_WHAT THE EXERCISE ASKS_: All lines of the records below that contain the word "PullRequest" must be listed.

_DATA SHOWN_:
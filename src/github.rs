//! GitHub access through the `gh` CLI.

use std::sync::Arc;

use serde::Deserialize;
use tracing::{debug, info};

use crate::error::{BasekitError, Result};
use crate::exec::{CommandRunner, CommandSpec};

/// Issue fields as returned by `gh issue view --json`.
#[derive(Debug, Clone, Deserialize)]
pub struct GitHubIssue {
    pub number: u64,
    pub title: String,
    #[serde(default)]
    pub body: Option<String>,
    #[serde(default)]
    pub labels: Vec<Label>,
    #[serde(default)]
    pub state: String,
    #[serde(default)]
    pub url: String,
}

#[derive(Debug, Clone, Deserialize)]
pub struct Label {
    pub name: String,
}

impl GitHubIssue {
    pub fn label_names(&self) -> Vec<String> {
        self.labels.iter().map(|l| l.name.clone()).collect()
    }

    /// `gh` reports `OPEN` or `CLOSED`; an absent state counts as open.
    pub fn is_closed(&self) -> bool {
        self.state.eq_ignore_ascii_case("closed")
    }
}

/// A pull request about to be opened.
#[derive(Debug, Clone, PartialEq)]
pub struct PullRequest {
    pub title: String,
    pub body: String,
    pub base: String,
    pub head: String,
}

/// Parse the `owner/repo` slug from a git remote URL.
///
/// Handles `git@github.com:owner/repo.git`, `ssh://git@github.com/owner/repo`,
/// `https://github.com/owner/repo(.git)` and token-embedded HTTPS URLs.
pub fn parse_repo_slug(url: &str) -> Option<String> {
    let url = url.trim();
    let path = if let Some(rest) = url.strip_prefix("git@github.com:") {
        rest
    } else {
        let without_scheme = url
            .strip_prefix("https://")
            .or_else(|| url.strip_prefix("http://"))
            .or_else(|| url.strip_prefix("ssh://"))?;
        // Drop any `user[:token]@` prefix.
        let host_path = without_scheme
            .rsplit_once('@')
            .map_or(without_scheme, |(_, rest)| rest);
        host_path.strip_prefix("github.com/")?
    };

    let path = path.trim_end_matches('/');
    let path = path.strip_suffix(".git").unwrap_or(path);
    let parts: Vec<&str> = path.split('/').collect();
    if parts.len() == 2 && parts.iter().all(|p| !p.is_empty()) {
        Some(format!("{}/{}", parts[0], parts[1]))
    } else {
        None
    }
}

pub struct GitHubCli {
    runner: Arc<dyn CommandRunner>,
}

impl GitHubCli {
    pub fn new(runner: Arc<dyn CommandRunner>) -> Self {
        Self { runner }
    }

    pub async fn ensure_auth(&self) -> Result<()> {
        let authed = self
            .runner
            .succeeds(&CommandSpec::new("gh").args(["auth", "status"]))
            .await?;
        if authed {
            Ok(())
        } else {
            Err(BasekitError::GitHubAuth)
        }
    }

    pub async fn fetch_issue(&self, repo: &str, number: u64) -> Result<GitHubIssue> {
        debug!(repo, number, "fetching issue");
        let output = self
            .runner
            .run(&CommandSpec::new("gh").args([
                "issue",
                "view",
                &number.to_string(),
                "--repo",
                repo,
                "--json",
                "number,title,body,labels,state,url",
            ]))
            .await?;
        Ok(serde_json::from_slice(&output.stdout)?)
    }

    /// Open the pull request and return its URL.
    pub async fn create_pull_request(&self, repo: Option<&str>, pr: &PullRequest) -> Result<String> {
        let mut spec = CommandSpec::new("gh").args([
            "pr", "create", "--title", &pr.title, "--body", &pr.body, "--base", &pr.base,
            "--head", &pr.head,
        ]);
        if let Some(repo) = repo {
            spec = spec.args(["--repo", repo]);
        }
        let output = self.runner.run(&spec).await?;
        let url = output.stdout_text();
        info!(url = %url, "pull request created");
        Ok(url)
    }
}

_SOLUTION TO THIS TASK_:
pub struct PullRequest {
    pub async fn create_pull_request(&self, repo: Option<&str>, pr: &PullRequest) -> Result<String> {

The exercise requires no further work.